RSS is now enabled for each forum. To subscribe, click the new icon in the top right when viewing a forum.


----------



## Chris (Jun 3, 2006)

See attached:


----------



## darren (Jun 3, 2006)

I noticed the "RSS" icon came up in my Safari address bar when i checked for new posts this morning, so there's a "new posts" feed as well. 

:rawk:


----------



## Scott (Jun 3, 2006)

Edit: well that didn''t work...


----------



## Shannon (Jun 3, 2006)

I guessed I'd get excited if I knew what RSS is. 

What it do, yo?


----------



## Chris (Jun 3, 2006)

Scott said:


> Phail'd!



Looks like it's working to me.


----------



## Scott (Jun 3, 2006)

really? that's what it is? Hah. I thought it was something more than that.


Ok. Good job then 

So yeah. I'm with Shannon. What is it?


----------



## Chris (Jun 3, 2006)

It's working. Behold:

RSS is a way to subscribe to the forums, so to speak. I'm too hung over to explain it - if you don't use them you won't care about this mod.


----------



## Shannon (Jun 3, 2006)

Subscribing to specific forums? Well, that's pretty cool. 

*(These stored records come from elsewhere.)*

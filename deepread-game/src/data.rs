//! Shapes exchanged with the book pipeline, the retrieval index and the store.
use chrono::{DateTime, Utc};
use serde::{Deserialize, Serialize};
use std::fmt;

/// Book metadata as produced by the import pipeline
#[derive(Debug, Clone, PartialEq, Eq, Serialize, Deserialize)]
pub struct Book {
    pub id: String,
    pub title: String,
    #[serde(default)]
    pub author: String,
    #[serde(default = "default_language")]
    pub language: String,
    #[serde(default)]
    pub description: Option<String>,
    #[serde(default)]
    pub chapter_count: u32,
    pub imported_at: DateTime<Utc>,
}

fn default_language() -> String {
    "en".to_string()
}

impl Book {
    /// Title plus description, the ground truth for classification checks.
    #[must_use]
    pub fn reference_text(&self) -> String {
        format!("{} {}", self.title, self.description.as_deref().unwrap_or_default())
    }
}

/// Lightweight book handle used for cross-book features
#[derive(Debug, Clone, PartialEq, Eq, Serialize, Deserialize)]
pub struct BookRef {
    pub id: String,
    pub title: String,
}

impl From<&Book> for BookRef {
    fn from(book: &Book) -> Self {
        Self {
            id: book.id.clone(),
            title: book.title.clone(),
        }
    }
}

#[derive(Debug, Clone, PartialEq, Eq, Serialize, Deserialize)]
pub struct Chapter {
    pub index: u32,
    pub title: String,
    pub content: String,
    #[serde(default)]
    pub word_count: usize,
}

impl Chapter {
    #[must_use]
    pub fn new(index: u32, title: impl Into<String>, content: impl Into<String>) -> Self {
        let content = content.into();
        let word_count = content.split_whitespace().count();
        Self {
            index,
            title: title.into(),
            content,
            word_count,
        }
    }
}

/// Table-of-contents node
#[derive(Debug, Clone, PartialEq, Eq, Serialize, Deserialize)]
pub struct TocEntry {
    pub title: String,
    #[serde(default)]
    pub children: Vec<TocEntry>,
}

impl TocEntry {
    #[must_use]
    pub fn leaf(title: impl Into<String>) -> Self {
        Self {
            title: title.into(),
            children: Vec::new(),
        }
    }
}

/// A ranked chunk returned by the retrieval collaborator
#[derive(Debug, Clone, PartialEq, Serialize, Deserialize)]
pub struct RetrievedPassage {
    pub text: String,
    pub score: f32,
    #[serde(default)]
    pub chapter_index: u32,
    #[serde(default)]
    pub chunk_index: u32,
}

#[derive(Debug, Clone, PartialEq, Eq, Serialize, Deserialize)]
pub struct Term {
    pub id: String,
    pub word: String,
    pub definition: String,
    #[serde(default)]
    pub context: Option<String>,
    #[serde(default)]
    pub chapter_index: u32,
    pub created_at: DateTime<Utc>,
}

#[derive(Debug, Clone, PartialEq, Eq, Serialize, Deserialize)]
pub struct Proposition {
    pub id: String,
    pub statement: String,
    #[serde(default)]
    pub source: Option<String>,
    #[serde(default)]
    pub chapter_index: u32,
    #[serde(default)]
    pub related_term_ids: Vec<String>,
    pub created_at: DateTime<Utc>,
}

#[derive(Debug, Clone, Copy, PartialEq, Eq, Serialize, Deserialize, Default)]
#[serde(rename_all = "snake_case")]
pub enum ArgumentStrength {
    #[default]
    Unverified,
    Supported,
}

#[derive(Debug, Clone, PartialEq, Eq, Serialize, Deserialize)]
pub struct Argument {
    pub id: String,
    pub premises: Vec<String>,
    pub conclusion: String,
    #[serde(default)]
    pub chapter_index: u32,
    #[serde(default)]
    pub strength: ArgumentStrength,
    pub created_at: DateTime<Utc>,
}

#[derive(Debug, Clone, Copy, PartialEq, Eq, Hash, Serialize, Deserialize)]
#[serde(rename_all = "snake_case")]
pub enum CritiqueKind {
    Agreement,
    Disagreement,
    SuspendJudgment,
}

impl CritiqueKind {
    #[must_use]
    pub const fn as_str(self) -> &'static str {
        match self {
            Self::Agreement => "agreement",
            Self::Disagreement => "disagreement",
            Self::SuspendJudgment => "suspend_judgment",
        }
    }
}

impl fmt::Display for CritiqueKind {
    fn fmt(&self, f: &mut fmt::Formatter<'_>) -> fmt::Result {
        f.write_str(self.as_str())
    }
}

#[derive(Debug, Clone, PartialEq, Eq, Serialize, Deserialize)]
pub struct Critique {
    pub id: String,
    pub kind: CritiqueKind,
    pub content: String,
    #[serde(default)]
    pub reasoning: String,
    #[serde(default)]
    pub chapter_index: u32,
    #[serde(default)]
    pub related_argument_ids: Vec<String>,
    pub created_at: DateTime<Utc>,
}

I already subscribe to the "New Posts" forum.


----------



## Chris (Jun 3, 2006)

In a nutshell if you run an RSS reader, you'd likely have a bunch of feeds going to it. So instead of constantly checking the website, you can set your RSS reader to subscribe to the forums here that you're interested in, and it will populate it with the links/etc (like my screenshot above your post).


----------



## zimbloth (Jun 4, 2006)

Damn you get a lot of PMs.


----------



## Chris (Jun 4, 2006)

You have no idea man. 100 or so a week easily. 

I deleted 1100 of them last week.


----------



## Regor (Jun 4, 2006)

My Xbox can get RSS feeds. How would I set it up to get SS.org's?


----------